Would you please retype, exactly, the lines of the listing below between the line with "in the same" and the line with "use tracing::debug;", inclusive?

Data to process
▼▼▼

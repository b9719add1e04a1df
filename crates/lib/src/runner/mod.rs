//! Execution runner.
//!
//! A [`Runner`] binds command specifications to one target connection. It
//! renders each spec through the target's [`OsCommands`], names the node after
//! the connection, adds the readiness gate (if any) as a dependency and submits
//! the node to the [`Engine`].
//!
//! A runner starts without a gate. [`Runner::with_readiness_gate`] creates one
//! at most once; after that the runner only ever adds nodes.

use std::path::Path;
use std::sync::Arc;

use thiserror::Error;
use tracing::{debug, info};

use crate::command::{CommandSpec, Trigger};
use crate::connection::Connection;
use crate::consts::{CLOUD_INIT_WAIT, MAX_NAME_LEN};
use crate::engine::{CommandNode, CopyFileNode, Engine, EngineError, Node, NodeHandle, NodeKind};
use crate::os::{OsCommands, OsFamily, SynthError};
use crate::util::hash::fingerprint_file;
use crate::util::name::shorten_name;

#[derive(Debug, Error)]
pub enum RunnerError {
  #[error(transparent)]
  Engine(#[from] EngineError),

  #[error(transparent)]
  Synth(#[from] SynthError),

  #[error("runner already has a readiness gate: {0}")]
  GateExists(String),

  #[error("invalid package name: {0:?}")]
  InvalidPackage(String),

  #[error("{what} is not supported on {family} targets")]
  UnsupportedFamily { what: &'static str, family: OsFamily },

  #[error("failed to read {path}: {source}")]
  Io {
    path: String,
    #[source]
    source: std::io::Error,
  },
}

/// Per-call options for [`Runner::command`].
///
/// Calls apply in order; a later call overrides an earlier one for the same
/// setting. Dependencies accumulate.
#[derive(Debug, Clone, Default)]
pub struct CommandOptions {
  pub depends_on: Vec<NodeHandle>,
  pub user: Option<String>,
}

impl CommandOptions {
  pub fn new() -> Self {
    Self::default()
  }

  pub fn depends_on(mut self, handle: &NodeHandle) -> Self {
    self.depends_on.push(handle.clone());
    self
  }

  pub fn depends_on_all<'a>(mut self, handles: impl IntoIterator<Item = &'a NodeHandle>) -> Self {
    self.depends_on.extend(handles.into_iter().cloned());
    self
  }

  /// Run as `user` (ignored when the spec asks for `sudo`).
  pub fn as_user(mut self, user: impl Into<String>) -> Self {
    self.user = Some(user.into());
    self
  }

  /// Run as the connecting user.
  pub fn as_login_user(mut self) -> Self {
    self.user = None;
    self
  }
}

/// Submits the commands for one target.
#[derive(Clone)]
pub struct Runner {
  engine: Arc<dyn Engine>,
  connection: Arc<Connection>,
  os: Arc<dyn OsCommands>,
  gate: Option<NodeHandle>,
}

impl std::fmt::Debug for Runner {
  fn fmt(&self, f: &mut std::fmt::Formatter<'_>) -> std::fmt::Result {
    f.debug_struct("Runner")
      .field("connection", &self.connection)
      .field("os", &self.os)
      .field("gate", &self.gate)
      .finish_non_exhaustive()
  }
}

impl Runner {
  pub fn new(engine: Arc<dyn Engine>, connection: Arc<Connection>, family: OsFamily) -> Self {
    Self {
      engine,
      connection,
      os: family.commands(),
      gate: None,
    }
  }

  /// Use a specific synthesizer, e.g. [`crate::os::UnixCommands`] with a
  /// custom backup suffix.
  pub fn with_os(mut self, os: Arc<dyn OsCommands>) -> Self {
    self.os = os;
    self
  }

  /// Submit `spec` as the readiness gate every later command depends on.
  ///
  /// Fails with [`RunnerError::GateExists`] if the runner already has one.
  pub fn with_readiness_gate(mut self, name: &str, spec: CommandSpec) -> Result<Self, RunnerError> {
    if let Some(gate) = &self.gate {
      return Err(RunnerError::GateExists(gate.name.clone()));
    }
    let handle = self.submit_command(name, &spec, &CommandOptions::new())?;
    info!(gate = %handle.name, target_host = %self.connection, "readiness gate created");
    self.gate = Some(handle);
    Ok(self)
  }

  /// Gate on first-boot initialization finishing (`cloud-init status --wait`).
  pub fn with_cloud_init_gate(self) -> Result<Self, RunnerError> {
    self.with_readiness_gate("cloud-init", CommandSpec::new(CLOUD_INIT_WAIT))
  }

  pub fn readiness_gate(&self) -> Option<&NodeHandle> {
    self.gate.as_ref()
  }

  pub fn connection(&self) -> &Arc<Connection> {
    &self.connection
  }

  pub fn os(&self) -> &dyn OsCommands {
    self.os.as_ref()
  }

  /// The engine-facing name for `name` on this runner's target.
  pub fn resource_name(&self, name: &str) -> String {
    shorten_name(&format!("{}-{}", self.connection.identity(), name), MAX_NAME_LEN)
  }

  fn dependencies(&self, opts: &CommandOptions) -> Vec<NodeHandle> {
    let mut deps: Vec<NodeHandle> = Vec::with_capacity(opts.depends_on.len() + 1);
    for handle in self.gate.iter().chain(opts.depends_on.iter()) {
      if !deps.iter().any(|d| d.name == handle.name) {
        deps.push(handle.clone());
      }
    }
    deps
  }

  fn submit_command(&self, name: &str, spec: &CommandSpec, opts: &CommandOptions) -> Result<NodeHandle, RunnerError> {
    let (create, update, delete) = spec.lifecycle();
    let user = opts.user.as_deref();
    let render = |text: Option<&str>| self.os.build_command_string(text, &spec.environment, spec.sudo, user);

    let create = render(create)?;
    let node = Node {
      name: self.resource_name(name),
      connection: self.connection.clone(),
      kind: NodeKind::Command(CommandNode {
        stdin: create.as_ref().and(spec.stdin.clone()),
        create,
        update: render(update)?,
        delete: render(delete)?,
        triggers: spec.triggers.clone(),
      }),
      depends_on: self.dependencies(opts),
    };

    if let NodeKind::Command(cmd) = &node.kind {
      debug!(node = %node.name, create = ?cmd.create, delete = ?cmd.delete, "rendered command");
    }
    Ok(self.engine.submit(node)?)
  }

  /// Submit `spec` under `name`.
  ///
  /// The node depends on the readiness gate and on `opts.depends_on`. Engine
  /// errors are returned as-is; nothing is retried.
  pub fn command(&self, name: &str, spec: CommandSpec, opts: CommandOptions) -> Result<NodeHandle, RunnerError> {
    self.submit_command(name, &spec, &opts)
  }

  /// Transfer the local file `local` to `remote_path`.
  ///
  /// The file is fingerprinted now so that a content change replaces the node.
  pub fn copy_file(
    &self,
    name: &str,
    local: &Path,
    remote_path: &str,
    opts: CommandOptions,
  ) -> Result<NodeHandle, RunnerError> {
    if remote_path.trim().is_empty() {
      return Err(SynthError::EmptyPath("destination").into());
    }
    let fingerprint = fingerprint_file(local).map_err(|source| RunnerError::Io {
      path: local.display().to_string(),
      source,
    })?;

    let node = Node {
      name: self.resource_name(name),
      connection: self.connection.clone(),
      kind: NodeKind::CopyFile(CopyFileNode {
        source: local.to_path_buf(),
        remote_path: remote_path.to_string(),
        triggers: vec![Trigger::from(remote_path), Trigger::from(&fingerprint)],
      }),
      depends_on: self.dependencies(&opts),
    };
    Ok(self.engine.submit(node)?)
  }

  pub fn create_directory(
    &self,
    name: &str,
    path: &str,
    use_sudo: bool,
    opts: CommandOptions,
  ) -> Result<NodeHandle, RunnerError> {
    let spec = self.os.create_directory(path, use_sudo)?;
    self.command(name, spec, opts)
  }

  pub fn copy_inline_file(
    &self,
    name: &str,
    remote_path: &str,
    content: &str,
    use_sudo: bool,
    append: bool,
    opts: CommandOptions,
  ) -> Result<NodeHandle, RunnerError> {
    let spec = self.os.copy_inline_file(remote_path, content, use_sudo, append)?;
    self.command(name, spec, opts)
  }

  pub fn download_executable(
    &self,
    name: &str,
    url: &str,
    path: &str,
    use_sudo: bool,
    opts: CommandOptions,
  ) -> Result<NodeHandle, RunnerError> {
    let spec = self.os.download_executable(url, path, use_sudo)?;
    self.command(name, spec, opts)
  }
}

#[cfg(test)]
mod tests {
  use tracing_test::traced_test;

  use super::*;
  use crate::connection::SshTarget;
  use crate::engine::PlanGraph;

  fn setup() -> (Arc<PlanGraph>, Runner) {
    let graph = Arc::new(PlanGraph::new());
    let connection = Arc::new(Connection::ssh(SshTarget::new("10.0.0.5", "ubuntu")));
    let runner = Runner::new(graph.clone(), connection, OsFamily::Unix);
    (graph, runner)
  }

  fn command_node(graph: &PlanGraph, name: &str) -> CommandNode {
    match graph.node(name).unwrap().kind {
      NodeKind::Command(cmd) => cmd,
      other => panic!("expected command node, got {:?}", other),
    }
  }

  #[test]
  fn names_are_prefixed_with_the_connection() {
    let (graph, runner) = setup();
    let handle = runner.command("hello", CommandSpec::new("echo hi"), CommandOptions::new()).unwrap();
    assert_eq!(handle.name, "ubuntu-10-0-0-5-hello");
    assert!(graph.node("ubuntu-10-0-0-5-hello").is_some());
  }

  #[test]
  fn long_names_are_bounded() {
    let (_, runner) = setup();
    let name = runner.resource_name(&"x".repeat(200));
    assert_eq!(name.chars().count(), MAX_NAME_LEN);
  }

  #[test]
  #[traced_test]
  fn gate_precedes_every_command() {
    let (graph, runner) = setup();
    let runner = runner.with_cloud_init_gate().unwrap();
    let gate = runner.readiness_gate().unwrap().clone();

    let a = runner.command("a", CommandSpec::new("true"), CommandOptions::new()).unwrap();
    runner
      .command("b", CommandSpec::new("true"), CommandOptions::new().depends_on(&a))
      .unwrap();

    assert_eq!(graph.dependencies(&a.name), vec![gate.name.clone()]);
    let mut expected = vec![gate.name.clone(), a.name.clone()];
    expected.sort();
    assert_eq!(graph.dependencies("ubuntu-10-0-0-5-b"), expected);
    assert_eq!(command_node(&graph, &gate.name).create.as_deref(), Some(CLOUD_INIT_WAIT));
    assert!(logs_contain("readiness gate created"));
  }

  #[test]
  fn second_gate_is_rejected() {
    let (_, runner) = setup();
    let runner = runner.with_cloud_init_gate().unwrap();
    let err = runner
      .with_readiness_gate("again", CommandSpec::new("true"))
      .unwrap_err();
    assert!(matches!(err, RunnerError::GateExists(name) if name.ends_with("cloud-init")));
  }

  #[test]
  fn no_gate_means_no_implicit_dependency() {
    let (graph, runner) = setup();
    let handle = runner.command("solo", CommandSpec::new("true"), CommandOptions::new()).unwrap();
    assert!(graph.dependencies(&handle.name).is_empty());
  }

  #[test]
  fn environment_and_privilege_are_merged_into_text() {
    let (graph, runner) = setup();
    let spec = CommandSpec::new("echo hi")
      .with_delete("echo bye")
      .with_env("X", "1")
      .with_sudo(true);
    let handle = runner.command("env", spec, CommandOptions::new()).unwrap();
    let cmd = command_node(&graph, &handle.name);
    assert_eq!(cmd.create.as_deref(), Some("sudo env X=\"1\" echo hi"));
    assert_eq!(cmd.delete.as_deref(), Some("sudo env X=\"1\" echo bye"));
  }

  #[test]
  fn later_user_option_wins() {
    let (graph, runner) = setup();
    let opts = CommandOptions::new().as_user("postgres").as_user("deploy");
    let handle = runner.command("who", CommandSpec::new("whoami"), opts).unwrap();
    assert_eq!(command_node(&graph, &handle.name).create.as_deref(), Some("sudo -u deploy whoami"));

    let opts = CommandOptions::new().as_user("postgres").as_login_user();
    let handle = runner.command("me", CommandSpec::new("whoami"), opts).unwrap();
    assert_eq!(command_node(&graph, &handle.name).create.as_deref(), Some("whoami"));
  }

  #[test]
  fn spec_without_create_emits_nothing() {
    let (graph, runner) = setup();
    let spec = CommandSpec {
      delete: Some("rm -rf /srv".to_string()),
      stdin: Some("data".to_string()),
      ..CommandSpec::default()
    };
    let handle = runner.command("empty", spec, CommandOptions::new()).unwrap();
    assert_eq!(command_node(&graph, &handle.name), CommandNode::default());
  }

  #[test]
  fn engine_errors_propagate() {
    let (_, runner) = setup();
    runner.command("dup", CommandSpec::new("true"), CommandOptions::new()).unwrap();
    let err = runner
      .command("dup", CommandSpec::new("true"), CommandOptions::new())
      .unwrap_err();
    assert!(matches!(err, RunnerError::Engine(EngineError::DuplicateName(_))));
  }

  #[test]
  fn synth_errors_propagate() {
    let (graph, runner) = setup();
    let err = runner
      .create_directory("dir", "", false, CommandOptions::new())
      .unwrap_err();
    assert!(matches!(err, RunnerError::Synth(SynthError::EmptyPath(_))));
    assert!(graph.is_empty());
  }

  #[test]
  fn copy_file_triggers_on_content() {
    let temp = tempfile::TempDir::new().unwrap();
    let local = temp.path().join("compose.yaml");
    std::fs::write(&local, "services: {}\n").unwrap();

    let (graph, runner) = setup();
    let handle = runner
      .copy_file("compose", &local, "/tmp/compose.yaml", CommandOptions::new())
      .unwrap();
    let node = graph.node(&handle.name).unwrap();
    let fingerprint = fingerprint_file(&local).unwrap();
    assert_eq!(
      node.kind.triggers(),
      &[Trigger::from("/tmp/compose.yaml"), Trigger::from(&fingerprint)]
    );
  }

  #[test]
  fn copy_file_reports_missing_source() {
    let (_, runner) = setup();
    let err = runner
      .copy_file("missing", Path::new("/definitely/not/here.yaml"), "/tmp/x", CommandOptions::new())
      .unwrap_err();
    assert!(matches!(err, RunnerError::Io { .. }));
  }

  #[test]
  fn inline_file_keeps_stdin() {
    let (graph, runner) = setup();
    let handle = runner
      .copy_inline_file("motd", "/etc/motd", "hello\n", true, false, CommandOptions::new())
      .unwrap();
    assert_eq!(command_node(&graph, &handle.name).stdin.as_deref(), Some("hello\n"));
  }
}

▲▲▲
▼▼▼

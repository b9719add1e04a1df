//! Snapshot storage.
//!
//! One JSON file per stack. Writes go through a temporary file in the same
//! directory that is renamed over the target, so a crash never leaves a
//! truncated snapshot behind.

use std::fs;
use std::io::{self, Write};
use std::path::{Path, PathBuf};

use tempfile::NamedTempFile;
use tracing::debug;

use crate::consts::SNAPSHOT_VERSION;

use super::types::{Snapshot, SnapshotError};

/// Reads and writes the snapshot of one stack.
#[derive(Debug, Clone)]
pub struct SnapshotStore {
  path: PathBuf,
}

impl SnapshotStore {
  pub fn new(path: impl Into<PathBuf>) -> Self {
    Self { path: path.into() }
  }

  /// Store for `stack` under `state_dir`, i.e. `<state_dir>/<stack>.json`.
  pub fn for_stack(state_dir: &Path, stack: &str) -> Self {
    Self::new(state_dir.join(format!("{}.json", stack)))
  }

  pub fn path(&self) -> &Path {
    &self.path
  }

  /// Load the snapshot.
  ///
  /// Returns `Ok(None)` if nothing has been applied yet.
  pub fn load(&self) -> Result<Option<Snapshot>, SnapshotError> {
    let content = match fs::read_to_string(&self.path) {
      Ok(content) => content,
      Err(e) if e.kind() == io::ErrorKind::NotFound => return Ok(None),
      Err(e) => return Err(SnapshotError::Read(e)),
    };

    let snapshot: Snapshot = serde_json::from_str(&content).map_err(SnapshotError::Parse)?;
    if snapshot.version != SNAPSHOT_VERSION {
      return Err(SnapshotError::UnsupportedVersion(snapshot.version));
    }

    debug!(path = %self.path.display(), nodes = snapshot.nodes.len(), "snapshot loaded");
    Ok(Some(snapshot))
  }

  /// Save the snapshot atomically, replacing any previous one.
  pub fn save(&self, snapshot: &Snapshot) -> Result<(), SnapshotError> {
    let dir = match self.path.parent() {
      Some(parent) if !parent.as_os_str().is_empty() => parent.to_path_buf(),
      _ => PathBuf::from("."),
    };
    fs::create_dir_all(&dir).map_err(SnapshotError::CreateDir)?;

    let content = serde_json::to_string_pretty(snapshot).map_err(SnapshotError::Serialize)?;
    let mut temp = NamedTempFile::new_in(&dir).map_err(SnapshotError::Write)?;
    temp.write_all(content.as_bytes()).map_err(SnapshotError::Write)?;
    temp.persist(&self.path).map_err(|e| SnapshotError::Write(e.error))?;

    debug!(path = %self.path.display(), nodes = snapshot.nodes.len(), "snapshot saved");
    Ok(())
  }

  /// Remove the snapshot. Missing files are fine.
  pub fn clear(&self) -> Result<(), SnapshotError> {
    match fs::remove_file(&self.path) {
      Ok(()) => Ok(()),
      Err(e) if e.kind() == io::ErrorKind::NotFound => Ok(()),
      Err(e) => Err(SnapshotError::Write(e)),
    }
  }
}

▲▲▲

Final answer
//! One JSON file per stack. Writes go through a temporary file in the same
//! directory that is renamed over the target, so a crash never leaves a
//! truncated snapshot behind.

use std::fs;
use std::io::{self, Write};
use std::path::{Path, PathBuf};

use tempfile::NamedTempFile;
use tracing::debug;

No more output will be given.